Where the line with "host collaborator failure." appears in the records below, start there and transcribe each line exactly through the last.

*** Opening of DATA SUPPLIED ***

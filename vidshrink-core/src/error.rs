use std::time::Duration;

use thiserror::Error;

/// Failures raised by a single transcode tier.
///
/// Everything except [`TranscodeError::SourceLoad`] is recoverable: the
/// orchestrator moves on to the next tier.
#[derive(Debug, Error)]
pub enum TranscodeError {
    /// The source could not be opened or its metadata could not be read.
    #[error("failed to load input video: {0:#}")]
    SourceLoad(#[source] anyhow::Error),

    /// No encoder configuration was accepted by the host.
    #[error("no supported H.264 encoder configuration on this host")]
    UnsupportedCapability,

    /// Playback position did not advance for too long.
    #[error("playback stalled for {stalled:?} without progress")]
    PlaybackStalled { stalled: Duration },

    /// The tier finished but produced zero bytes.
    #[error("no encoded data produced")]
    EmptyOutput,

    /// The host has no generic stream recorder.
    #[error("stream recorder not supported on this host")]
    RecorderUnavailable,

    #[error("invalid input: {0}")]
    InvalidInput(String),

    /// Any other host collaborator failure.
    #[error("{context}: {source:#}")]
    Host {
        context: &'static str,
        #[source]
        source: anyhow::Error,
    },
}

impl TranscodeError {
    /// Fatal errors abort the whole fallback chain.
    pub fn is_fatal(&self) -> bool {
        matches!(self, TranscodeError::SourceLoad(_))
    }

    pub(crate) fn host(context: &'static str) -> impl FnOnce(anyhow::Error) -> Self {
        move |source| TranscodeError::Host { context, source }
    }
}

*** Close of DATA SUPPLIED ***

**ANSWER SECTION:**
    /// Any other host collaborator failure.
    #[error("{context}: {source:#}")]
    Host {
        context: &'static str,
        #[source]
        source: anyhow::Error,
    },
}

impl TranscodeError {
    /// Fatal errors abort the whole fallback chain.
    pub fn is_fatal(&self) -> bool {
        matches!(self, TranscodeError::SourceLoad(_))
    }

    pub(crate) fn host(context: &'static str) -> impl FnOnce(anyhow::Error) -> Self {
        move |source| TranscodeError::Host { context, source }
    }
}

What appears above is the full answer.